**Your goal**. In full and word for word, restate the lines of the listing.

┏━━

//! Merge result types.

use std::fmt;

/// Counts of the mutations performed by applying a plan.
#[derive(Debug, Clone, Copy, Default, PartialEq, Eq)]
pub struct MergeOutcome {
    /// Entities whose update ran, root included.
    pub entities_updated: usize,
    pub primitives_assigned: usize,
    pub children_linked: usize,
    pub children_unlinked: usize,
    pub collections_cleared: usize,
    pub members_added: usize,
    pub members_removed: usize,
}

impl MergeOutcome {
    /// Number of link, unlink, clear, add and remove mutations.
    pub fn structural_changes(&self) -> usize {
        self.children_linked
            + self.children_unlinked
            + self.collections_cleared
            + self.members_added
            + self.members_removed
    }
}

impl fmt::Display for MergeOutcome {
    fn fmt(&self, f: &mut fmt::Formatter<'_>) -> fmt::Result {
        write!(
            f,
            "{} entities updated, {} fields set, {} linked, {} unlinked, {} cleared, {} added, {} removed",
            self.entities_updated,
            self.primitives_assigned,
            self.children_linked,
            self.children_unlinked,
            self.collections_cleared,
            self.members_added,
            self.members_removed
        )
    }
}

┗━━

**Result of this exercise**.
//! Merge result types.

use std::fmt;

/// Counts of the mutations performed by applying a plan.
#[derive(Debug, Clone, Copy, Default, PartialEq, Eq)]
pub struct MergeOutcome {
    /// Entities whose update ran, root included.
    pub entities_updated: usize,
    pub primitives_assigned: usize,
    pub children_linked: usize,
    pub children_unlinked: usize,
    pub collections_cleared: usize,
    pub members_added: usize,
    pub members_removed: usize,
}

impl MergeOutcome {
    /// Number of link, unlink, clear, add and remove mutations.
    pub fn structural_changes(&self) -> usize {
        self.children_linked
            + self.children_unlinked
            + self.collections_cleared
            + self.members_added
            + self.members_removed
    }
}

impl fmt::Display for MergeOutcome {
    fn fmt(&self, f: &mut fmt::Formatter<'_>) -> fmt::Result {
        write!(
            f,
            "{} entities updated, {} fields set, {} linked, {} unlinked, {} cleared, {} added, {} removed",
            self.entities_updated,
            self.primitives_assigned,
            self.children_linked,
            self.children_unlinked,
            self.collections_cleared,
            self.members_added,
            self.members_removed
        )
    }
}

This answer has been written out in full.